I've been thinking a lot about myself lately (shocker!) but not in the normal, vain, woe-is-me-and-my-first-world-problems way. Someone recently told me that I am mean when I've had too much to drink. The B word may have been tossed in there, too, and while I assure you this was said in the most straightforward, diplomatic way possible, it was still said. And it still hurt my feelings. Because, on occasion, I suppose it's true. The sting has, for the most part, worn off now but the message is stuck like glue to the inside of my brain.

So imagine my arched eyebrow when I read Moose's inspiring post which was derived in spirit from this post by Brene Brown. Sometimes it's good to remember that not everything is perfect, and that despite our inadequacies and faults, life will shake out just fine. I need to remember this more often.

So here's mine - the good and the bad:

I'm not entirely sure I'm doing the best I can. And I'm not entirely sure I care.

Sometimes, I drink too much. Not often, and before you ask, no - I'm not concerned about it, but it is a hard fact - and one that probably isn't helping the whole weight loss thing.

People compliment me on my skin and hair.

Everything I'm thinking shows up on my face. I can help it sometimes, and I do try (when appropriate) to remain discreet. But mostly I just let it fly. I'd rather be remembered/appreciated for being genuine than for being polite.

I'm judgmental and critical, most often of myself.

I can make almost anyone laugh.

I am afraid that if I slow down too much, I'll never get going again.

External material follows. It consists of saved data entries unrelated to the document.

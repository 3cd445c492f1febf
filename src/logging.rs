use std::time::Instant;

use axum::{extract::Request, http::StatusCode, middleware::Next, response::Response};
use tracing::{info, warn};
use tracing_subscriber::{fmt, EnvFilter};

pub fn init_logging() {
    let filter = EnvFilter::try_from_default_env().unwrap_or_else(|_| EnvFilter::new("info"));
    fmt()
        .with_env_filter(filter)
        .with_target(false)
        .compact()
        .init();
}

pub async fn request_logging_middleware(request: Request, next: Next) -> Response {
    let method = request.method().clone();
    let path = request.uri().path().to_string();
    let started_at = Instant::now();

    let response = next.run(request).await;
    let status = response.status();
    let elapsed_ms = started_at.elapsed().as_millis();

    info!(
        method = %method,
        path = %path,
        status = status.as_u16(),
        duration_ms = elapsed_ms,
        "request summary"
    );

    if status == StatusCode::BAD_REQUEST {
        warn!(method = %method, path = %path, "request validation failed");
    }

    response
}
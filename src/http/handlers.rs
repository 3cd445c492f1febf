//! Axum HTTP handlers for the web server
//!
//! Provides the prediction endpoint, the API description and the health probe.

use axum::{
    body::Bytes,
    extract::{FromRequest, Query, Request, State},
    http::header,
    Form, Json,
};
use serde::Serialize;
use serde_json::Value;
use tracing::info;

use crate::{
    domain::{
        predictor::PredictionResult,
        request::{ParamSources, PredictionRequest},
    },
    errors::AppError,
    http::docs::swagger_document,
    AppState,
};

#[derive(Debug, Serialize)]
pub struct HealthResponse {
    pub status: &'static str,
}

pub async fn health() -> Json<HealthResponse> {
    Json(HealthResponse { status: "ok" })
}

pub async fn swagger() -> Json<Value> {
    Json(swagger_document())
}

pub async fn predict(
    State(state): State<AppState>,
    request: Request,
) -> Result<Json<PredictionResult>, AppError> {
    let sources = collect_sources(request).await?;
    let passenger = PredictionRequest::from_sources(&sources)?;

    info!(
        ticket_class = passenger.ticket_class,
        sex = passenger.sex,
        age = passenger.age,
        num_of_siblings_and_spouses = passenger.num_of_siblings_and_spouses,
        num_of_parents_and_children = passenger.num_of_parents_and_children,
        fare = passenger.fare,
        port_of_embarkation = passenger.port_of_embarkation,
        "prediction request accepted"
    );

    let result = state.predictor.predict(&passenger).await?;
    Ok(Json(result))
}

async fn collect_sources(request: Request) -> Result<ParamSources, AppError> {
    let Query(query) =
        Query::<Vec<(String, String)>>::try_from_uri(request.uri()).map_err(|_| {
            AppError::bad_request("malformed_query", "query string could not be decoded")
        })?;
    let sources = ParamSources::new().with_query(query);

    let media_type = request
        .headers()
        .get(header::CONTENT_TYPE)
        .and_then(|value| value.to_str().ok())
        .and_then(|value| value.split(';').next())
        .map(|value| value.trim().to_ascii_lowercase())
        .unwrap_or_default();

    if is_json(&media_type) {
        let body = Bytes::from_request(request, &())
            .await
            .map_err(|rejection| AppError::bad_request("malformed_body", rejection.body_text()))?;
        if body.is_empty() {
            return Ok(sources);
        }

        return match serde_json::from_slice::<Value>(&body) {
            Ok(Value::Object(object)) => Ok(sources.with_json(object)),
            Ok(_) => Err(AppError::bad_request(
                "malformed_body",
                "request body must be a JSON object",
            )),
            Err(_) => Err(AppError::bad_request(
                "malformed_body",
                "failed to decode JSON object",
            )),
        };
    }

    if media_type == "application/x-www-form-urlencoded" {
        let Form(form) = Form::<Vec<(String, String)>>::from_request(request, &())
            .await
            .map_err(|rejection| AppError::bad_request("malformed_body", rejection.body_text()))?;
        return Ok(sources.with_form(form));
    }

    Ok(sources)
}

fn is_json(media_type: &str) -> bool {
    media_type == "application/json"
        || (media_type.starts_with("application/") && media_type.ends_with("+json"))
}

#[cfg(test)]
mod tests {
    use super::is_json;

    #[test]
    fn recognizes_json_media_types() {
        assert!(is_json("application/json"));
        assert!(is_json("application/merge-patch+json"));
        assert!(!is_json("text/plain"));
        assert!(!is_json("application/x-www-form-urlencoded"));
        assert!(!is_json(""));
    }
}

The phrase "if you love what you do, you'll never work a day in your life" is annoying to me - not just because I find platitudes like this convenient and cloying, but also because I'm jealous that can't say I've ever done what I loved for a living.

Saying no is not easy for me, but as life gets more complicated, I'm learning.

I am relatively well-traveled for my age.

I am concerned that if I don't start soon, I won't be able to have children.

Jobs that I used to dream of having are: ballerina, morning radio DJ, high school english teacher, professional organizer, life coach. I'm sure that last one would be the best option, as I'm GREAT at giving advice to others but never applying it to my own life. Hehe.

I still harbor fantasies of moving to another state, even though I've already done that and it didn't turn out well.

Asking for help scares me.

I am jealous of my friends who got married right out of college and had their children young. I know they missed out on the things I've done and might assert the "grass is greener" response, but still. I feel like they're ahead of me somehow.

I need to remember that life is not a race, and that we are all on our own tracks.

(deep breath)

Now you can all do me a huge favor and put one of your own in the comments field - make it anonymous if you wish - just so I know I'm not the only one out here with a case of the crazies. Thanks for listening.



Misunderstood
Friday, October 08, 2010
Dear Youth of America,

What is with the super long skateboards? Are you surfing a concrete wave? Please help me understand.

On second thought, don't.

Sincerely, Jamie

*********

In other news, how DO you solve a problem like China? Can you send 2+ billion people to therapy for denial?